Mudanças climáticas deixam dias mais longos, aponta estudo
Alteração da duração dos dias é causada por mudança na velocidade de rotação da Terra e pode afetar a navegação e a Internet
Alteração da duração dos dias é causada por mudança na velocidade de rotação da Terra e pode afetar a navegação e a Internet
A emergência climática que estamos enfrentando provoca não apenas o aquecimento do planeta e um número cada vez maior de eventos extremos, mas também está alterando a duração dos dias no planeta. É o que revela um novo estudo conduzido por uma equipe internacional de pesquisadores.
Os cientistas analisaram dados e modelos climáticos dos anos de 1900 a 2100 para investigar o impacto das mudanças climáticas na duração do dia.
Essa variação acontece porque à medida que a Terra esquenta, as camadas de gelo e geleiras localizadas nos polos do planeta derretem e a água resultante desse processo flui para a região do equador. Com essa mudança na distribuição da água, o planeta se torna mais plano nos polos e incha no meio e isso desacelera a rotação da Terra.
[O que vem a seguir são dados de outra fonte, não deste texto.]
//! Position to display frame mapping

use crate::advance::wrap;
use crate::buffer::ByteBuffer;

/// Maps a cursor position to the frame the render context should draw
#[derive(Debug, Clone, Copy, Default)]
pub struct FrameIndexer;

impl FrameIndexer {
    /// Index of the frame containing `position`
    ///
    /// The position is wrapped into the buffer first. Bytes past the last
    /// whole frame map to the last frame.
    pub fn frame_index(position: f64, buffer: &ByteBuffer) -> u32 {
        let wrapped = wrap(position, buffer.len() as f64);
        let idx = (wrapped / buffer.frame_bytes() as f64).floor() as u64;
        let last = buffer.total_frames().saturating_sub(1) as u64;
        idx.min(last) as u32
    }

    /// Byte offset of the frame containing `position`
    pub fn frame_offset(position: f64, buffer: &ByteBuffer) -> usize {
        Self::frame_index(position, buffer) as usize * buffer.frame_bytes() as usize
    }
}
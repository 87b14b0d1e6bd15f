//! Rate controller: step ladder and direction commands
//!
//! Small magnitudes change slowly, large ones quickly. The profile picks one
//! ladder (continuous multiplier or discrete frequency); the two are never
//! mixed within a session.

use crate::profile::{LadderRung, PlaybackProfile, RateModel};
use crate::state::{Direction, PlaybackState, Rate};

/// Decade rungs for the discrete jump commands
const JUMP_RUNGS: [f64; 7] = [10.0, 60.0, 100.0, 1_000.0, 10_000.0, 100_000.0, 1_000_000.0];

/// Multiplier-model jump applies this many ladder steps
const MULTIPLIER_JUMP_STEPS: usize = 10;

/// Applies rate commands according to a profile's rate model
#[derive(Debug, Clone, PartialEq)]
pub struct RateController {
    baseline: f64,
    ladder: Vec<LadderRung>,
    top_step: f64,
    max_magnitude: Option<f64>,
    discrete: bool,
}

impl RateController {
    pub fn new(profile: &PlaybackProfile) -> Self {
        Self {
            baseline: profile.baseline,
            ladder: profile.ladder.clone(),
            top_step: profile.top_step,
            max_magnitude: profile.max_magnitude(),
            discrete: matches!(profile.rate_model, RateModel::Frequency { .. }),
        }
    }

    /// The profile's baseline unit
    pub fn baseline(&self) -> f64 {
        self.baseline
    }

    /// Increment for one increase/decrease at this magnitude
    pub fn step(&self, magnitude: f64) -> f64 {
        let magnitude = magnitude.abs();
        self.ladder
            .iter()
            .find(|rung| magnitude < rung.below)
            .map(|rung| rung.step)
            .unwrap_or(self.top_step)
    }

    pub fn increase(&self, state: &mut PlaybackState) {
        let current = state.rate.signed();
        let mut next = current + self.step(current);
        // Discrete model never lands on zero when climbing out of reverse
        if self.discrete && current < 0.0 && next >= 0.0 {
            next = 1.0;
        }
        self.store(state, next);
    }

    pub fn decrease(&self, state: &mut PlaybackState) {
        let current = state.rate.signed();
        let mut next = current - self.step(current);
        if self.discrete && current > 0.0 && next <= 0.0 {
            next = -1.0;
        }
        self.store(state, next);
    }

    /// Negate the rate; never leaves it at zero
    pub fn reverse_direction(&self, state: &mut PlaybackState) {
        if state.rate.is_zero() {
            state.rate = Rate::reverse(self.baseline);
        } else {
            state.rate.flip();
        }
    }

    /// `+baseline`
    pub fn reset_to_default(&self, state: &mut PlaybackState) {
        state.rate = Rate::forward(self.baseline);
    }

    /// `|rate|`, or `+baseline` when zero
    pub fn force_positive(&self, state: &mut PlaybackState) {
        let magnitude = self.nonzero_or_baseline(state.rate.magnitude);
        state.rate = Rate::forward(magnitude);
    }

    /// `-|rate|`, or `-baseline` when zero
    pub fn force_negative(&self, state: &mut PlaybackState) {
        let magnitude = self.nonzero_or_baseline(state.rate.magnitude);
        state.rate = Rate::reverse(magnitude);
    }

    /// Zero magnitude, direction kept
    pub fn freeze(&self, state: &mut PlaybackState) {
        state.rate.magnitude = 0.0;
    }

    /// Coarse increase: next decade rung (discrete) or ten steps
    pub fn jump_up(&self, state: &mut PlaybackState) {
        if !self.discrete {
            for _ in 0..MULTIPLIER_JUMP_STEPS {
                self.increase(state);
            }
            return;
        }
        let magnitude = state.rate.magnitude;
        let target = JUMP_RUNGS
            .iter()
            .copied()
            .find(|&rung| magnitude < rung)
            .unwrap_or(JUMP_RUNGS[JUMP_RUNGS.len() - 1]);
        state.rate.magnitude = self.clamp(target);
    }

    /// Coarse decrease: previous decade rung (discrete) or ten steps
    pub fn jump_down(&self, state: &mut PlaybackState) {
        if !self.discrete {
            for _ in 0..MULTIPLIER_JUMP_STEPS {
                self.decrease(state);
            }
            return;
        }
        let magnitude = state.rate.magnitude;
        let target = JUMP_RUNGS[..JUMP_RUNGS.len() - 1]
            .iter()
            .rev()
            .copied()
            .find(|&rung| magnitude > rung)
            .unwrap_or(1.0);
        state.rate.magnitude = self.clamp(target);
    }

    fn nonzero_or_baseline(&self, magnitude: f64) -> f64 {
        if magnitude == 0.0 { self.baseline } else { magnitude }
    }

    fn clamp(&self, magnitude: f64) -> f64 {
        match self.max_magnitude {
            Some(max) => magnitude.min(max),
            None => magnitude,
        }
    }

    fn store(&self, state: &mut PlaybackState, signed: f64) {
        let signed = if self.discrete { signed.round() } else { signed };
        let fallback: Direction = state.rate.direction;
        let mut rate = Rate::from_signed(signed, fallback);
        rate.magnitude = self.clamp(rate.magnitude);
        state.rate = rate;
    }
}
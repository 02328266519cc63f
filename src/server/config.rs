use crate::server::error::{config::ConfigError, AppError};

const STRIPE_API_URL: &str = "https://api.stripe.com/v1";

const DEFAULT_HOST: &str = "0.0.0.0";
const DEFAULT_PORT: u16 = 5000;
const DEFAULT_ACCESS_TOKEN_TTL_SECS: i64 = 60 * 60 * 24;
const DEFAULT_REFRESH_TOKEN_TTL_SECS: i64 = 60 * 60 * 24 * 30;

#[derive(Clone)]
pub struct Config {
    pub database_url: String,
    pub host: String,
    pub port: u16,

    /// Public base URL of the frontend, used in onboarding redirects and
    /// email links.
    pub app_url: String,

    pub jwt_access_secret: String,
    pub jwt_refresh_secret: String,
    pub access_token_ttl_secs: i64,
    pub refresh_token_ttl_secs: i64,

    pub smtp_host: String,
    pub smtp_username: String,
    pub smtp_password: String,
    pub mail_from: String,

    pub stripe_secret_key: String,
    pub stripe_api_url: String,
}

impl Config {
    pub fn from_env() -> Result<Self, AppError> {
        Ok(Self {
            database_url: std::env::var("DATABASE_URL")
                .map_err(|_| ConfigError::MissingEnvVar("DATABASE_URL".to_string()))?,
            host: std::env::var("HOST").unwrap_or_else(|_| DEFAULT_HOST.to_string()),
            port: std::env::var("PORT")
                .ok()
                .and_then(|port| port.parse().ok())
                .unwrap_or(DEFAULT_PORT),
            app_url: std::env::var("APP_URL")
                .map_err(|_| ConfigError::MissingEnvVar("APP_URL".to_string()))?,
            jwt_access_secret: std::env::var("JWT_ACCESS_SECRET")
                .map_err(|_| ConfigError::MissingEnvVar("JWT_ACCESS_SECRET".to_string()))?,
            jwt_refresh_secret: std::env::var("JWT_REFRESH_SECRET")
                .map_err(|_| ConfigError::MissingEnvVar("JWT_REFRESH_SECRET".to_string()))?,
            access_token_ttl_secs: std::env::var("ACCESS_TOKEN_TTL_SECS")
                .ok()
                .and_then(|ttl| ttl.parse().ok())
                .unwrap_or(DEFAULT_ACCESS_TOKEN_TTL_SECS),
            refresh_token_ttl_secs: std::env::var("REFRESH_TOKEN_TTL_SECS")
                .ok()
                .and_then(|ttl| ttl.parse().ok())
                .unwrap_or(DEFAULT_REFRESH_TOKEN_TTL_SECS),
            smtp_host: std::env::var("SMTP_HOST")
                .map_err(|_| ConfigError::MissingEnvVar("SMTP_HOST".to_string()))?,
            smtp_username: std::env::var("SMTP_USERNAME")
                .map_err(|_| ConfigError::MissingEnvVar("SMTP_USERNAME".to_string()))?,
            smtp_password: std::env::var("SMTP_PASSWORD")
                .map_err(|_| ConfigError::MissingEnvVar("SMTP_PASSWORD".to_string()))?,
            mail_from: std::env::var("MAIL_FROM")
                .map_err(|_| ConfigError::MissingEnvVar("MAIL_FROM".to_string()))?,
            stripe_secret_key: std::env::var("STRIPE_SECRET_KEY")
                .map_err(|_| ConfigError::MissingEnvVar("STRIPE_SECRET_KEY".to_string()))?,
            stripe_api_url: STRIPE_API_URL.to_string(),
        })
    }
}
“Podemos ver nosso impacto como humanos em todo o sistema da Terra, não apenas localmente, como o aumento da temperatura, mas realmente alterando a maneira como o planeta se move no espaço e gira”, disse o professor Benedikt Soja da ETH Zurich da Suíça, em entrevista ao jornal The Guardian.
A equipe de cientistas descobriu que o aumento do nível do mar provocado pela mudança climática tornou o dia mais longo de 0,3 para um milissegundo durante o século XX. No entanto, nas últimas duas décadas, esse um aumento subiu para 1,33 milissegundos por século, o que o relatório disse ser “significativamente maior do que em qualquer momento do século XX”.
“Devido às nossas emissões de carbono, fizemos isso em apenas 100 ou 200 anos. Enquanto os processos anteriores estavam acontecendo há bilhões de anos – isso é alarmante”, completa o professor Benedikt Soja. Segundo a matéria do The Guardian, a atração gravitacional da Lua sobre a terra e os oceanos do planeta tem feito com que o dia da Terra se torne cada vez mais longo ao longo do tempo geológico.

Apesar da alteração no tempo de um dia ser de alguns milissegundos, essa mudança tem o potencial de interferir em tecnologias que dependem de cronometragem exata, como navegação por GPS, transações financeiras e internet.
“Todos os datacenters que operam a internet, comunicações e transações financeiras, são baseados em tempo preciso. Também precisamos de um conhecimento preciso do tempo para navegação, e particularmente para satélites e naves espaciais”, explica Soja.
Embora esta mudança na duração do dia possa ser imperceptível para os humanos, ela pode interferir em sistemas que dependem do tempo atômico, que é extremamente preciso e baseado na frequência de átomos específicos. O TAI (Tempo Atômico Internacional ou Temps Atomique International) é uma escala de tempo calculada pelo Bureau International des Poids et Mesures (BIPM) a partir da leitura de mais de 260 relógios atômicos localizados em institutos e observatórios de metrologia ao redor do mundo.
“Em apenas 200 anos, teremos alterado tanto o sistema climático da Terra que estamos testemunhando seu impacto na maneira como a Terra gira”, disse Surendra Adhikari, geofísico do Laboratório de Propulsão a Jato da NASA e um dos autores do relatório.

No entanto, o relatório revela que se a tendência de aquecimento dos mares e perda de gelo na Antártida e na Groenlândia continuar, os dias ficarão mais longos em um ritmo cada vez mais rápido.
Se os humanos não reduzirem suas emissões, a crise climática pode levar a um alongamento de 2,62 milissegundos em um dia até o fim do século, tornando-se um fator mais significativo do que a lua.
“Este estudo é um grande avanço porque confirma que a preocupante perda de gelo que a Groenlândia e a Antártida estão sofrendo tem um impacto direto na duração do dia”, disse o Dr. Santiago Belda, da Universidade de Alicante.
O estudo, “O papel cada vez mais dominante das mudanças climáticas nas variações da duração do dia”, foi publicado na revista Proceedings of the National Academy of Sciences.